Jetzt lassen wir noch einmal Doris Wagner zu Wort kommen:
Wie vermeiden Begleiterinnen und Begleiter es, spirituellen Missbrauch zu begehen? Ganz grundlegend scheint mir zu sein, dass sie selbst spirituell handlungsfähig sind und dass ihr Ziel in der Begleitung in nichts anderem besteht als darin, die spirituelle Selbstbestimmung und Handlungsfähigkeit der von ihnen begleiteten Menschen zu unterstützen. Das verhindert vor allem spirituelle Gewalt und ist eine ganz allgemeine Voraussetzung dafür, selbst keinen Missbrauch in der Begleitung zu begehen. Es ist aber nicht die einzige.
Ebenso wichtig ist es, sich der eigenen Möglichkeiten in der Begleitung bewusst zu sein, denn natürlich kann es vorkommen, dass der spirituelle Bedarf eines Menschen die Möglichkeiten eines Begleiters übersteigt, beispielsweise weil er die Erfahrungen und die Situation der Person nicht gut genug verstehen kann , weil er mit den von ihr genutzten Ressourcen nicht vertraut ist oder über keine passenden zusätzlichen Ressourcen verfügt, die er anbieten kann. (…) In solchen Situationen kommt es darauf an, dass Begleiter sich diese Überforderung auch ehrlich eingestehen. Ideal ist es, wenn sie die Personen außerdem an jemanden weitervermitteln, der in der Lage ist, ihnen hilfreiche spirituelle Ressourcen anzubieten. (…)
Wer andere Menschen begleiten will, ohne sie zu manipulieren, der sollte sorgfältig auf die eigenen Emotionen achten: Was empfinde ich, wenn eine von mir begleitete Person ein von mir gemachtes Angebot zurückweist? Was empfinde ich, wenn sie mir mit leuchtenden Augen zuhört? Bin ich selbst innerlich frei gegenüber den Reaktionen der von mir begleiteten Menschen und kann ich sie frei lassen? Vor allem aber ist es notwendig, sich intensiv mit der eigenen Motivation in der geistlichen Begleitung auseinanderzusetzen, das heißt, man sollte sich ganz ehrlich die Frage stellen: Was gibt es mir, was habe ich davon, andere geistlich zu begleiten, und wo kommt meine Motivation vielleicht mit den Bedürfnissen der Begleiteten in Konflikt?

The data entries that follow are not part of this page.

//! SVG output for the edited path
//!
//! Produces the path-description string consumed by renderers and the
//! standalone SVG document used for export.

use std::fs;

use curvekit_core::constants::EXPORT_EXTENT;
use curvekit_core::Result;
use tracing::info;

use crate::model::Path;

const STROKE_COLOR: &str = "#1f2937";
const STROKE_WIDTH: f64 = 2.0;
const FILL_COLOR: &str = "#3b82f6";
const FILL_OPACITY: f64 = 0.25;

/// Builds the SVG path data for `path`.
///
/// `M x y`, then one `C` per segment (start node's outgoing handle, end node's
/// incoming handle, end anchor), then `Z` when closed. An empty path yields an
/// empty string.
pub fn path_description(path: &Path) -> String {
    let Some(first) = path.nodes().first() else {
        return String::new();
    };

    let mut d = format!("M {} {}", first.anchor.x, first.anchor.y);
    for curve in path.segments() {
        d.push_str(&format!(
            " C {} {} {} {} {} {}",
            curve.p1.x, curve.p1.y, curve.p2.x, curve.p2.y, curve.p3.x, curve.p3.y
        ));
    }
    if path.is_closed() {
        d.push_str(" Z");
    }
    d
}

/// Wraps path data in a standalone SVG document.
///
/// The canvas is `EXPORT_EXTENT` square. Closed paths get a translucent fill;
/// open paths are stroke only.
pub fn export_document(description: &str, closed: bool) -> String {
    let fill = if closed {
        format!(r#"fill="{}" fill-opacity="{}""#, FILL_COLOR, FILL_OPACITY)
    } else {
        r#"fill="none""#.to_string()
    };

    format!(
        concat!(
            r#"<?xml version="1.0" encoding="UTF-8"?>"#,
            "\n",
            r#"<svg xmlns="http://www.w3.org/2000/svg" width="{e}" height="{e}" viewBox="0 0 {e} {e}">"#,
            "\n",
            r#"  <path d="{d}" stroke="{stroke}" stroke-width="{width}" {fill}/>"#,
            "\n",
            "</svg>\n"
        ),
        e = EXPORT_EXTENT,
        d = description,
        stroke = STROKE_COLOR,
        width = STROKE_WIDTH,
        fill = fill,
    )
}

/// Writes an exported document to disk.
pub fn write_document(file: &std::path::Path, document: &str) -> Result<()> {
    fs::write(file, document)?;
    info!("Exported SVG to {}", file.display());
    Ok(())
}
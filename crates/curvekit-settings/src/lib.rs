//! CurveKit Settings Crate
//!
//! Handles editor configuration: tuning values for hit-testing, zoom, grid
//! snapping and history depth, loaded from and saved to JSON or TOML files.

pub mod config;
pub mod error;

pub use config::{Config, EditorSettings};
pub use error::{ConfigError, SettingsError, SettingsResult};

Nur wer einem solchen möglichen Konflikt offen in die Augen sieht, hat eine Chance, diesen Konflikt auszuräumen, indem er an sich und den eigenen Bedürfnissen arbeitet und sich möglicherweise einen Ort außerhalb der geistlichen Begleitung sucht, um die Bedürfnisse, die in der Begleitung nur auf Kosten der Selbstbestimmung des Begleiteten gestillt werden können, woanders zu befriedigen – beispielsweise das eigene Bedürfnis nach Anerkennung, Nähe oder Gebrauchtwerden.
(Auszug aus: D. Wagner, Spiritueller Missbrauch in der katholischen Kirche, Freiburg 2019, S. 165ff.)
Schließlich haben wir in den Straßenexerzitien noch einen wichtigen Schatz, der uns hilft, geistlichem Missbrauch vorzubeugen oder ihn zu erkennen: Die Begleitung zu zweit, oft sogar in einer Vierergruppe. Sie ist nicht nur eine Bereicherung, sondern legt uns die gegenseitige Verantwortung auf für das, was wir voneinander mitbekommen: Wann spiele ich nicht mehr mit, wann sage ich Stopp?
Abschließend dazu noch ein Zitat aus unserem Papier über die Haltung des Begleitens:
Die beiden Begleiter*innen bringen unterschiedliche Fähigkeiten, Erfahrungshintergründe und Zuneigungen ein. Sie ergänzen einander und teilen die Verantwortung.
Sie achten darauf, dass sie gleichberechtigt den Prozess begleiten. Sie reflektieren miteinander die Rolle, die ihnen Teilnehmer*innen zuschreiben und unterstützen einander, damit verantwortlich umzugehen. Das dient auch dazu, geistlichen Machtmissbrauch zu verhindern.